Ronnie Lee: What is more important is to show to my younger ones at home that if your daddy can go back to school at 47, there’s nothing that’s going to stop you in your journey for learning. And as a role model in the company as well, that also gives a lot of my coworkers their confidence to say, “hey! it is a step into the unknown. It’s going to be difficult, but if you never try, you never know.

Chuen Chuen Yeo: Welcome to agile leaders conversations. My name is Chuen Chuen, and I’m an executive coach from Singapore. I specialize in leadership agility. Agile leaders conversations is a series of dialogues where we engage industry leaders in discussions of how they see and apply agility and navigate paradoxes as they lead and pivot in the new normal.

Chuen Chuen Yeo: My guest today is Mr. Ronnie Lee, general manager of Lenovo Singapore.

Getting to Know Ronnie

Getting to Know Ronnie

Ronnie Lee: Hi, everyone! Thanks Chuen for inviting me for this series. I’m currently leading the country for Lenovo Singapore. I’ve been with the IT industry for the past 25 years and in various roles in the IT fraternity.

Ronnie Lee: I have gained many experiences. Definitely the experience has been very fulfilling. And as part of the effort to continue learning, I chance upon Chuen Chuen’s book. It has been a good read for me and my team, as we progress in the journey to upgrade ourselves.

Ronnie Lee: Just to give the audience an idea, I manage to chance upon Chuen Chuen’s work in some posts. We had some discussions, and I find that the approach Chuen Chuen used is straightforward and easy to understand.

Ronnie Lee: She has a very clear methodology in her mind on how to help leaders grow. Back then, I wanted to give the team a circuit breaker- survivor kit, I call it. And I thought, what better way than to have a good book to accompany them during their two months lockdown.

Ronnie Lee: Of course, the fact that we are moving to a new normal, changes are needed. And most of the people I spoke to have given me very positive feedback. I really wanna thank Chuen Chuen.

General Thoughts on the Book

Chuen Chuen Yeo: Share with us your general thoughts of the book.

Ronnie Lee: I find that this is not a typical book based on the backdrop of leadership agility, which is very key in this new world- volatile, uncertain, and full of complexities and ambiguous.

Ronnie Lee: This is what I call a breath of fresh air because most of the enrichment books are heavy on theories.

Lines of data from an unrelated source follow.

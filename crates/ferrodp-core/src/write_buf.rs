/// Max capacity to keep for the inner `Vec<u8>` when [`WriteBuf::clear`] is called.
const MAX_CAPACITY_WHEN_CLEARED: usize = 16384;

/// Growable buffer backed by a `Vec<u8>` that is incrementally filled.
///
/// Tracks the filled region and provides methods to grow and write into the
/// unfilled region:
///
/// ```not_rust
/// [          Vec capacity             ]
/// [ filled | unfilled |               ]
/// [    initialized    | uninitialized ]
/// ```
#[derive(Debug, Default)]
pub struct WriteBuf {
    inner: Vec<u8>,
    filled: usize,
}

impl WriteBuf {
    #[inline]
    pub const fn new() -> Self {
        Self {
            inner: Vec::new(),
            filled: 0,
        }
    }

    #[inline]
    pub fn into_inner(self) -> Vec<u8> {
        self.inner
    }

    /// Length of the filled region.
    #[inline]
    pub const fn filled_len(&self) -> usize {
        self.filled
    }

    #[inline]
    pub fn is_empty(&self) -> bool {
        self.filled == 0
    }

    /// Shared reference to the filled portion of the buffer.
    #[inline]
    pub fn filled(&self) -> &[u8] {
        &self.inner[..self.filled]
    }

    /// Ensures the initialized, unfilled portion is big enough for `additional` more bytes.
    #[inline]
    pub fn initialize(&mut self, additional: usize) {
        if self.inner.len() < self.filled + additional {
            self.inner.resize(self.filled + additional, 0);
        }
    }

    /// Mutable reference to the first `n` bytes of the unfilled part,
    /// allocating additional memory as necessary.
    #[inline]
    pub fn unfilled_to(&mut self, n: usize) -> &mut [u8] {
        self.initialize(n);
        &mut self.inner[self.filled..self.filled + n]
    }

    #[inline]
    pub fn write_slice(&mut self, slice: &[u8]) {
        let n = slice.len();
        self.initialize(n);
        self.inner[self.filled..self.filled + n].copy_from_slice(slice);
        self.filled += n;
    }

    #[inline]
    pub fn write_u8(&mut self, value: u8) {
        self.write_slice(&value.to_le_bytes());
    }

    #[inline]
    pub fn write_u16(&mut self, value: u16) {
        self.write_slice(&value.to_le_bytes());
    }

    /// Advances the filled cursor by `n` bytes.
    #[inline]
    pub fn advance(&mut self, n: usize) {
        self.filled += n;
    }

    /// Resets the filled region, shrinking the allocation when oversized.
    #[inline]
    pub fn clear(&mut self) {
        if self.inner.capacity() > MAX_CAPACITY_WHEN_CLEARED {
            self.inner = Vec::with_capacity(MAX_CAPACITY_WHEN_CLEARED);
        }
        self.inner.clear();
        self.filled = 0;
    }
}

#[cfg(test)]
mod tests {
    use super::*;

    #[test]
    fn filled_tracks_writes() {
        let mut buf = WriteBuf::new();
        buf.write_slice(b"abc");
        buf.write_u16(0x0201);
        assert_eq!(buf.filled(), &[b'a', b'b', b'c', 0x01, 0x02]);
        assert_eq!(buf.filled_len(), 5);
    }

    #[test]
    fn unfilled_to_grows_and_advance_commits() {
        let mut buf = WriteBuf::new();
        let dst = buf.unfilled_to(4);
        dst.copy_from_slice(&[1, 2, 3, 4]);
        buf.advance(4);
        assert_eq!(buf.filled(), &[1, 2, 3, 4]);
    }
}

But Chuen Chuen made it something structured yet, the examples are lively. And from a personal point of view, it benefits me because I can see myself in a lot of these scenarios before, through the different phase of my 25 years career. And what is really intriguing is, if I’m going to read this in the next 25 years, I’ll probably again, gain new insights because while situation have changed, some basic principles still stay. And I think, it’s important to gain this as the essence of the book.

Chuen Chuen Yeo: Your spirit of lifelong learning is very strong and self-reflection to continue to improve your practice and your effectiveness as a leader.

Ronnie Lee: I believe in this because skills are going to last you for limited time. And as the society progresses, it pushes technology disruptions, what stays is your desire to do more. Besides reading the book, I have a bucket list. At the age of 47, I jump to my executive MBA program. I did it mainly for two reasons.

Ronnie Lee: One is I always wanted to do it. But what is also more important is to show to my younger ones at home, that if your daddy can go back to school at 47, there’s nothing that’s going to stop you in your journey for learning. And as a role model in the company, that also gives a lot of my coworkers the confidence to say, “hey! It is a step into the unknown. It’s going be difficult, but if you never try, you never know.”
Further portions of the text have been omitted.